If you used my answer as a base to judge that I don’t know how much an umbrella costs at all, or am under an illusion of its price, I think it’s fair to say you have gone wrong in your thinking, not me. Sure — I get the wrong ‘kroner’ answer — but I don’t have any information about the kroner answer, except the half-stuff I have about its relationship to the yen.
It shouldn’t surprise you, then that when you ask me, in clock time, ‘how long does it take to walk to the beach?’, if I say an hour, I can be quite off. But I am not deviating or misjudging the clock time duration. I am guessing the clock time duration based on a measurement of tidal duration. There is a complicated relationship here between two measures:
i. One which I am using to measure time.
ii. The other in terms of which you are asking me to answer.”
“That is a lot of work?” said the man.
“Yes, it’s complicated. Doesn’t make it false.”
(Now it’s time for a pint).
On the experience of time:
(1) Illusions are instances of inaccurate experiences (or non-veridical or false experiences).
(2) A typical judgement of experiences of duration is based on matching clock time with experienced time, e.g., a clock-read hour matches an experienced half-hour (if you’re having fun, by all accounts).*
*Strictly speaking, it involves matching clock time with a reported experience of time. But assume for the moment that the reported experience accurately captures the experience.

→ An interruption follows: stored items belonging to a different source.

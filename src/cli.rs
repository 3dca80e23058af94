use std::path::PathBuf;

use clap::{Args, CommandFactory, Parser, Subcommand};
use clap_complete::Shell;

use crate::{config::Overrides, vector_index::Metric};

#[derive(Debug, Parser)]
#[command(
    name = "docchat",
    about = "Ask questions about your documents, answered by local models"
)]
pub struct Cli {
    /// Override the cache directory (models, index snapshot)
    #[arg(long, global = true)]
    pub data_dir: Option<PathBuf>,

    /// Embedding model ID (HuggingFace) or local model path
    #[arg(long, global = true)]
    pub embedding_model: Option<String>,

    /// Generation model ID (HuggingFace) or local model path
    #[arg(long, global = true)]
    pub generation_model: Option<String>,

    /// Maximum passage length in characters
    #[arg(long, global = true)]
    pub chunk_size: Option<usize>,

    /// Path of the index snapshot file
    #[arg(long, global = true)]
    pub index_file: Option<PathBuf>,

    /// Distance metric for retrieval
    #[arg(long, value_enum, global = true)]
    pub metric: Option<Metric>,

    /// Increase log verbosity (can be repeated: -v, -vv)
    #[arg(short, long, action = clap::ArgAction::Count, global = true)]
    pub verbose: u8,

    /// Only log warnings and errors
    #[arg(short, long, global = true, conflicts_with = "verbose")]
    pub quiet: bool,

    #[command(subcommand)]
    pub command: Command,
}

impl Cli {
    /// Configuration overrides given on the command line.
    pub fn overrides(&self, top_k: Option<usize>) -> Overrides {
        Overrides {
            cache_dir: self.data_dir.clone(),
            chunk_size: self.chunk_size,
            embedding_model: self.embedding_model.clone(),
            generation_model: self.generation_model.clone(),
            index_file: self.index_file.clone(),
            top_k,
            metric: self.metric,
        }
    }
}

#[derive(Debug, Subcommand)]
pub enum Command {
    /// Split a document into passages and print them
    Chunk(ChunkArgs),
    /// Index a document and save the index snapshot
    Index(IndexArgs),
    /// Ask a single question
    Ask(AskArgs),
    /// Start an interactive chat
    Chat(ChatArgs),
    /// Show configuration and snapshot status
    Status(StatusArgs),
    /// Generate shell completions
    #[command(hide = true)]
    Completions(CompletionsArgs),
}

// -- Chunk --

#[derive(Debug, Parser)]
pub struct ChunkArgs {
    /// Document to split (PDF, DOCX or plain text)
    pub file: PathBuf,

    /// Output passages as JSON
    #[arg(long)]
    pub json: bool,
}

// -- Index --

#[derive(Debug, Parser)]
pub struct IndexArgs {
    /// Document to index (PDF, DOCX or plain text)
    pub file: PathBuf,
}

// -- Document selection shared by ask and chat --

#[derive(Debug, Clone, Args)]
pub struct DocumentArgs {
    /// Index this document before answering
    #[arg(short, long, conflicts_with = "snapshot")]
    pub file: Option<PathBuf>,

    /// Answer from the saved index snapshot
    #[arg(long)]
    pub snapshot: bool,

    /// Number of passages to retrieve per question
    #[arg(short = 'k', long)]
    pub top_k: Option<usize>,

    /// Print the passages each answer was based on
    #[arg(long)]
    pub show_context: bool,
}

// -- Ask --

#[derive(Debug, Parser)]
pub struct AskArgs {
    /// The question
    pub question: String,

    #[command(flatten)]
    pub document: DocumentArgs,

    /// Output the answer as JSON
    #[arg(long)]
    pub json: bool,
}

// -- Chat --

#[derive(Debug, Parser)]
pub struct ChatArgs {
    #[command(flatten)]
    pub document: DocumentArgs,
}

// -- Status --

#[derive(Debug, Parser)]
pub struct StatusArgs {
    /// Output as JSON
    #[arg(long)]
    pub json: bool,
}

// -- Completions --

#[derive(Debug, Parser)]
pub struct CompletionsArgs {
    /// Shell to generate completions for
    #[arg(value_enum)]
    pub shell: Shell,
}

impl CompletionsArgs {
    /// Generate shell completions and print to stdout.
    pub fn generate(&self) {
        let mut cmd = Cli::command();
        clap_complete::generate(
            self.shell,
            &mut cmd,
            "docchat",
            &mut std::io::stdout(),
        );
    }
}
//! Exact nearest-neighbor index over fixed-dimension embedding vectors.

use std::{
    io::Write,
    path::Path,
};

use rayon::prelude::*;
use serde::{Deserialize, Serialize};

use crate::error::{Error, Result};

const MAGIC: &[u8; 4] = b"DCVI";
const FORMAT_VERSION: u32 = 1;

/// Snapshot header: magic, version, metric, dimension (u32 each) and the
/// vector count (u64), all little-endian.
const HEADER_SIZE: usize = 24;

/// Distance metric used both when inserting vectors and when querying.
#[derive(
    Debug,
    Clone,
    Copy,
    PartialEq,
    Eq,
    Default,
    Serialize,
    Deserialize,
    clap::ValueEnum,
)]
#[serde(rename_all = "lowercase")]
pub enum Metric {
    /// Squared L2 distance on the raw vectors.
    Euclidean,
    /// `1 - cos(a, b)`, computed on L2-normalized vectors.
    #[default]
    Cosine,
}

impl Metric {
    fn code(self) -> u32 {
        match self {
            Self::Euclidean => 0,
            Self::Cosine => 1,
        }
    }

    fn from_code(code: u32) -> Option<Self> {
        match code {
            0 => Some(Self::Euclidean),
            1 => Some(Self::Cosine),
            _ => None,
        }
    }

    pub fn as_str(self) -> &'static str {
        match self {
            Self::Euclidean => "euclidean",
            Self::Cosine => "cosine",
        }
    }
}

impl std::fmt::Display for Metric {
    fn fmt(&self, f: &mut std::fmt::Formatter<'_>) -> std::fmt::Result {
        f.write_str(self.as_str())
    }
}

impl std::str::FromStr for Metric {
    type Err = Error;

    fn from_str(s: &str) -> Result<Self> {
        match s.trim().to_ascii_lowercase().as_str() {
            "cosine" => Ok(Self::Cosine),
            "euclidean" | "l2" => Ok(Self::Euclidean),
            other => Err(Error::Config(format!("unknown metric: {other}"))),
        }
    }
}

/// One search hit: the position of a stored vector and its distance from
/// the query.
#[derive(Debug, Clone, Copy, PartialEq)]
pub struct Neighbor {
    pub position: usize,
    pub distance: f32,
}

/// Flat (brute-force) vector index.
///
/// Vectors are stored row-major in one contiguous buffer. With
/// [`Metric::Cosine`] every vector is normalized on insert and every query
/// is normalized before scoring, so both sides go through the same
/// transformation.
#[derive(Debug, Clone, PartialEq)]
pub struct VectorIndex {
    dimension: usize,
    metric: Metric,
    data: Vec<f32>,
}

impl VectorIndex {
    /// Create an empty index for vectors of the given dimension.
    pub fn new(dimension: usize, metric: Metric) -> Self {
        Self {
            dimension,
            metric,
            data: Vec::new(),
        }
    }

    /// Build an index from a batch of vectors, inserted in order.
    pub fn build(
        dimension: usize,
        metric: Metric,
        vectors: &[Vec<f32>],
    ) -> Result<Self> {
        let mut index = Self::new(dimension, metric);
        index.data.reserve(dimension * vectors.len());
        for vector in vectors {
            index.add(vector)?;
        }
        Ok(index)
    }

    pub fn dimension(&self) -> usize {
        self.dimension
    }

    pub fn metric(&self) -> Metric {
        self.metric
    }

    /// Number of stored vectors.
    pub fn len(&self) -> usize {
        if self.dimension == 0 {
            0
        } else {
            self.data.len() / self.dimension
        }
    }

    pub fn is_empty(&self) -> bool {
        self.data.is_empty()
    }

    /// Append a vector; its position is the previous `len()`.
    pub fn add(&mut self, vector: &[f32]) -> Result<()> {
        self.check_dimension(vector)?;
        match self.metric {
            Metric::Euclidean => self.data.extend_from_slice(vector),
            Metric::Cosine => self.data.extend(normalized(vector)),
        }
        Ok(())
    }

    /// The stored (possibly normalized) vector at `position`.
    pub fn vector(&self, position: usize) -> Option<&[f32]> {
        if position >= self.len() {
            return None;
        }
        let start = position * self.dimension;
        Some(&self.data[start..start + self.dimension])
    }

    /// Return the `k` stored vectors closest to `query`, nearest first.
    ///
    /// Equal distances are ordered by position, so results are fully
    /// deterministic. Asking for more neighbors than stored vectors
    /// returns every vector.
    pub fn search(&self, query: &[f32], k: usize) -> Result<Vec<Neighbor>> {
        self.check_dimension(query)?;
        if k == 0 || self.is_empty() {
            return Ok(Vec::new());
        }

        let query: Vec<f32> = match self.metric {
            Metric::Euclidean => query.to_vec(),
            Metric::Cosine => normalized(query).collect(),
        };

        let mut neighbors: Vec<Neighbor> = self
            .data
            .par_chunks_exact(self.dimension)
            .enumerate()
            .map(|(position, stored)| Neighbor {
                position,
                distance: self.distance(&query, stored),
            })
            .collect();

        neighbors.sort_by(|a, b| {
            a.distance
                .total_cmp(&b.distance)
                .then(a.position.cmp(&b.position))
        });
        neighbors.truncate(k);

        Ok(neighbors)
    }

    /// Hex-encoded BLAKE3 digest of the metric, dimension and vector data.
    pub fn fingerprint(&self) -> String {
        let mut hasher = blake3::Hasher::new();
        hasher.update(&self.metric.code().to_le_bytes());
        hasher.update(&(self.dimension as u64).to_le_bytes());
        hasher.update(bytemuck::cast_slice(&self.data));
        hasher.finalize().to_hex().to_string()
    }

    /// Write the index to a single snapshot file.
    ///
    /// Binary format:
    /// - 4 bytes: magic `DCVI`
    /// - 4 bytes: format version (u32 LE)
    /// - 4 bytes: metric code (u32 LE)
    /// - 4 bytes: dimension D (u32 LE)
    /// - 8 bytes: vector count N (u64 LE)
    /// - N * D * 4 bytes: f32 LE values in row-major order
    ///
    /// The file is written next to its destination and renamed into place.
    pub fn save(&self, path: &Path) -> Result<()> {
        let dimension = u32::try_from(self.dimension).map_err(|_| {
            Error::Snapshot(format!(
                "dimension {} does not fit the snapshot header",
                self.dimension
            ))
        })?;

        let mut bytes = Vec::with_capacity(
            HEADER_SIZE + std::mem::size_of_val(self.data.as_slice()),
        );
        bytes.extend_from_slice(MAGIC);
        bytes.extend_from_slice(&FORMAT_VERSION.to_le_bytes());
        bytes.extend_from_slice(&self.metric.code().to_le_bytes());
        bytes.extend_from_slice(&dimension.to_le_bytes());
        bytes.extend_from_slice(&(self.len() as u64).to_le_bytes());
        bytes.extend_from_slice(bytemuck::cast_slice(&self.data));

        if let Some(parent) = path.parent()
            && !parent.as_os_str().is_empty()
        {
            std::fs::create_dir_all(parent)?;
        }

        let tmp_path = path.with_extension("tmp");
        {
            let mut file = std::fs::File::create(&tmp_path)?;
            file.write_all(&bytes)?;
            file.sync_all()?;
        }
        std::fs::rename(&tmp_path, path)?;

        tracing::debug!(
            path = %path.display(),
            vectors = self.len(),
            dimension = self.dimension,
            "wrote index snapshot"
        );
        Ok(())
    }

    /// Read an index previously written by [`VectorIndex::save`].
    pub fn load(path: &Path) -> Result<Self> {
        let bytes = std::fs::read(path)?;
        let corrupt =
            |what: &str| Error::Snapshot(format!("{}: {what}", path.display()));

        if bytes.len() < HEADER_SIZE || &bytes[0..4] != MAGIC {
            return Err(corrupt("not an index snapshot"));
        }

        let read_u32 = |at: usize| {
            u32::from_le_bytes([
                bytes[at],
                bytes[at + 1],
                bytes[at + 2],
                bytes[at + 3],
            ])
        };

        let version = read_u32(4);
        if version != FORMAT_VERSION {
            return Err(corrupt(&format!(
                "unsupported snapshot version {version}"
            )));
        }

        let metric = Metric::from_code(read_u32(8))
            .ok_or_else(|| corrupt("unknown metric code"))?;
        let dimension = read_u32(12) as usize;
        let mut count_bytes = [0u8; 8];
        count_bytes.copy_from_slice(&bytes[16..24]);
        let count = u64::from_le_bytes(count_bytes) as usize;

        let expected_len = count
            .checked_mul(dimension)
            .and_then(|n| n.checked_mul(4))
            .and_then(|n| n.checked_add(HEADER_SIZE));
        if expected_len != Some(bytes.len()) {
            return Err(corrupt("length does not match header"));
        }

        let data: Vec<f32> = bytemuck::pod_collect_to_vec(&bytes[HEADER_SIZE..]);

        Ok(Self {
            dimension,
            metric,
            data,
        })
    }

    fn check_dimension(&self, vector: &[f32]) -> Result<()> {
        if vector.len() != self.dimension {
            return Err(Error::DimensionMismatch {
                expected: self.dimension,
                actual: vector.len(),
            });
        }
        Ok(())
    }

    fn distance(&self, query: &[f32], stored: &[f32]) -> f32 {
        match self.metric {
            Metric::Euclidean => query
                .iter()
                .zip(stored)
                .map(|(a, b)| (a - b) * (a - b))
                .sum(),
            Metric::Cosine => {
                let dot: f32 =
                    query.iter().zip(stored).map(|(a, b)| a * b).sum();
                1.0 - dot
            }
        }
    }
}

/// L2-normalize a vector. Zero vectors are returned unchanged.
pub fn normalized(vector: &[f32]) -> impl Iterator<Item = f32> + '_ {
    let norm = vector.iter().map(|v| v * v).sum::<f32>().sqrt();
    let scale = if norm > f32::EPSILON { 1.0 / norm } else { 1.0 };
    vector.iter().map(move |v| v * scale)
}
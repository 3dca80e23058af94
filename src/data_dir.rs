use std::path::{Path, PathBuf};

use crate::error::{Error, Result};

pub const CACHE_DIR_ENV: &str = "DOCCHAT_CACHE_DIR";

#[derive(Debug, Clone)]
pub struct DataDir {
    root: PathBuf,
}

impl DataDir {
    /// Resolve the cache directory from, in order of priority:
    /// 1. An explicit path (from --data-dir)
    /// 2. The DOCCHAT_CACHE_DIR environment variable
    /// 3. The XDG data directory (~/.local/share/docchat/)
    pub fn resolve(explicit: Option<&Path>) -> Result<Self> {
        Self::resolve_with(explicit, std::env::var_os(CACHE_DIR_ENV))
    }

    fn resolve_with(
        explicit: Option<&Path>,
        from_env: Option<std::ffi::OsString>,
    ) -> Result<Self> {
        let root = if let Some(path) = explicit {
            path.to_path_buf()
        } else if let Some(val) = from_env
            && !val.is_empty()
        {
            PathBuf::from(val)
        } else {
            xdg::BaseDirectories::with_prefix("docchat")
                .get_data_home()
                .ok_or_else(|| {
                    Error::Config(
                        "could not determine XDG data home directory".into(),
                    )
                })?
        };

        std::fs::create_dir_all(&root)
            .map_err(|_| Error::DataDir(root.clone()))?;

        Ok(Self { root })
    }

    pub fn root(&self) -> &Path {
        &self.root
    }

    /// Default location of the vector index snapshot.
    pub fn index_file(&self) -> PathBuf {
        self.root.join("index.bin")
    }

    /// Download cache for embedding and generation models.
    pub fn models_dir(&self) -> Result<PathBuf> {
        let path = self.root.join("models");
        std::fs::create_dir_all(&path)
            .map_err(|_| Error::DataDir(path.clone()))?;
        Ok(path)
    }
}
use std::path::Path;

use clap::Parser;
use docchat::{
    App,
    Config,
    chunking,
    cli::{self, Cli, Command, DocumentArgs},
    error,
    extraction,
    passage_store::PassageStore,
    repl::{self, ChatOptions},
    text_util::{DEFAULT_PREVIEW_MAX_CHARS, numbered_passages, preview},
};
use kdam::{Bar, BarExt, tqdm};
use tracing_subscriber::EnvFilter;

fn init_tracing(verbose: u8, quiet: bool) {
    let filter = if let Ok(env) = std::env::var("DOCCHAT_LOG") {
        EnvFilter::new(env)
    } else if quiet {
        EnvFilter::new("warn")
    } else {
        match verbose {
            0 => EnvFilter::new("info"),
            1 => EnvFilter::new("debug"),
            _ => EnvFilter::new("trace"),
        }
    };

    tracing_subscriber::fmt()
        .with_env_filter(filter)
        .with_writer(std::io::stderr)
        .without_time()
        .init();
}

fn main() -> error::Result<()> {
    let cli = Cli::parse();
    init_tracing(cli.verbose, cli.quiet);

    match &cli.command {
        Command::Chunk(args) => {
            let config = Config::resolve(cli.overrides(None))?;
            cmd_chunk(&config, &args.file, args.json)?;
        }
        Command::Index(args) => {
            let config = Config::resolve(cli.overrides(None))?;
            let mut app = App::from_config(config)?;
            index_file(&mut app, &args.file)?;
            let manifest = app.save_snapshot()?;
            eprintln!(
                "Saved {} passages from {} to {}",
                manifest.passage_count,
                manifest.source,
                app.config().index_file.display()
            );
        }
        Command::Ask(args) => {
            let config =
                Config::resolve(cli.overrides(args.document.top_k))?;
            let mut app = App::from_config(config)?;
            prepare_document(&mut app, &args.document)?;
            cmd_ask(&mut app, args)?;
        }
        Command::Chat(args) => {
            let config =
                Config::resolve(cli.overrides(args.document.top_k))?;
            let mut app = App::from_config(config)?;
            prepare_document(&mut app, &args.document)?;
            repl::run_chat(
                app,
                ChatOptions {
                    show_context: args.document.show_context,
                },
            )?;
        }
        Command::Status(args) => {
            let config = Config::resolve(cli.overrides(None))?;
            cmd_status(&config, args.json)?;
        }
        Command::Completions(args) => {
            args.generate();
        }
    }

    Ok(())
}

fn cmd_chunk(config: &Config, file: &Path, json: bool) -> error::Result<()> {
    let text = extraction::extract_file(file)?;
    let text = chunking::preprocess(&text, config.lowercase);
    let passages = chunking::chunk_text(&text, config.chunk_size);

    if json {
        println!("{}", serde_json::to_string_pretty(&passages)?);
        return Ok(());
    }

    for p in &passages {
        let oversized = if p.is_oversized(config.chunk_size) {
            ", oversized"
        } else {
            ""
        };
        println!(
            "[{}] {} chars{oversized}, bytes {}..{}",
            p.index + 1,
            p.char_len,
            p.start_offset,
            p.end_offset
        );
        println!("{}\n", p.text);
    }
    eprintln!(
        "{} passages (max {} chars)",
        passages.len(),
        config.chunk_size
    );
    Ok(())
}

/// Extract, chunk and index `file`, showing embedding progress.
fn index_file(app: &mut App, file: &Path) -> error::Result<()> {
    let mut pb: Option<Bar> = None;
    app.load_file_with_progress(file, |done, total| {
        let pb = pb.get_or_insert_with(|| {
            tqdm!(total = total, desc = "Embedding", unit = " passages")
        });
        let _ = pb.update_to(done);
    })?;
    if pb.is_some() {
        eprintln!();
    }
    Ok(())
}

fn prepare_document(app: &mut App, args: &DocumentArgs) -> error::Result<()> {
    if let Some(file) = &args.file {
        index_file(app, file)?;
    } else if args.snapshot {
        let doc = app.restore_snapshot()?;
        eprintln!(
            "Loaded snapshot of {} ({} passages)",
            doc.source,
            doc.passages.len()
        );
    }
    Ok(())
}

fn cmd_ask(app: &mut App, args: &cli::AskArgs) -> error::Result<()> {
    let reply = app.ask(&args.question)?;

    if args.json {
        println!("{}", serde_json::to_string_pretty(&reply)?);
        return Ok(());
    }

    println!("{}", reply.content);
    if args.document.show_context
        && let Some(contexts) = &reply.contexts
        && !contexts.is_empty()
    {
        // Label each source with its position in the loaded document.
        let numbers: Option<Vec<usize>> = app.document().map(|doc| {
            contexts
                .iter()
                .enumerate()
                .map(|(i, c)| {
                    doc.passages
                        .iter()
                        .position(|p| p == c)
                        .map_or(i + 1, |pos| pos + 1)
                })
                .collect()
        });
        println!(
            "\nSources (passage number in document):\n{}",
            numbered_passages(
                contexts,
                numbers.as_deref(),
                Some(DEFAULT_PREVIEW_MAX_CHARS)
            )
        );
    }
    Ok(())
}

fn cmd_status(config: &Config, json: bool) -> error::Result<()> {
    let store_path = config.passage_store_file();
    let snapshot = if store_path.exists() {
        PassageStore::open(&store_path)?.manifest()?
    } else {
        None
    };

    if json {
        let status = serde_json::json!({
            "config": config,
            "snapshot": snapshot,
        });
        println!("{}", serde_json::to_string_pretty(&status)?);
        return Ok(());
    }

    println!("Cache directory: {}", config.cache_dir.display());
    println!("Embedding model: {}", config.embedding_model);
    println!("Generation model: {}", config.generation_model);
    println!("Chunk size: {} chars", config.chunk_size);
    println!("Top-k: {}", config.top_k);
    println!("Metric: {}", config.metric);
    println!("Lowercase: {}", config.lowercase);
    println!("Index file: {}", config.index_file.display());
    match snapshot {
        Some(m) => {
            println!("Snapshot: {} passages of {}", m.passage_count, m.source);
            println!("  model: {}, dimension {}", m.embedding_model, m.dimension);
            println!("  fingerprint: {}", preview(&m.fingerprint, 16));
        }
        None => println!("Snapshot: none"),
    }
    Ok(())
}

(3) If you look at the literature on time distortions, illusions of duration (I’ll be very interested in any exceptions to this), you get this idea:
An illusion (or distorted experience) of duration is classed this way because the experienced duration (e.g., the half hour) does not match the clock duration (e.g., the hour).
(4) Like the tide, we aren’t using the same thing to judge the time. We are perhaps measuring something in our experience of time, e.g., such as a succession of emotional/introspective/physiological states. The relationship between that and clock time is, as with the tide, like the relationship between currencies. It’s complex.
(5) This complexity is not a sign of an inaccurate measurement under a common system on the part of either clock or experience. It is a sign of two different measurement systems.
To judge an illusion of duration with standard clock time, then, we need to do the following:
(6) Have a correct system for translating measures in terms of clock time to measures in terms of what is being used in experience,
(7) Whatever value we get in standard clock time, use the system in ‘6’ to translate it into the measure of experienced time.
(8) This value in experienced time is, at the very least, the better candidate for judging the reported experience of time.
I think, actually, that the idea of even judging in the last point, in ‘8’, is more complicated than that. But I leave it here for now.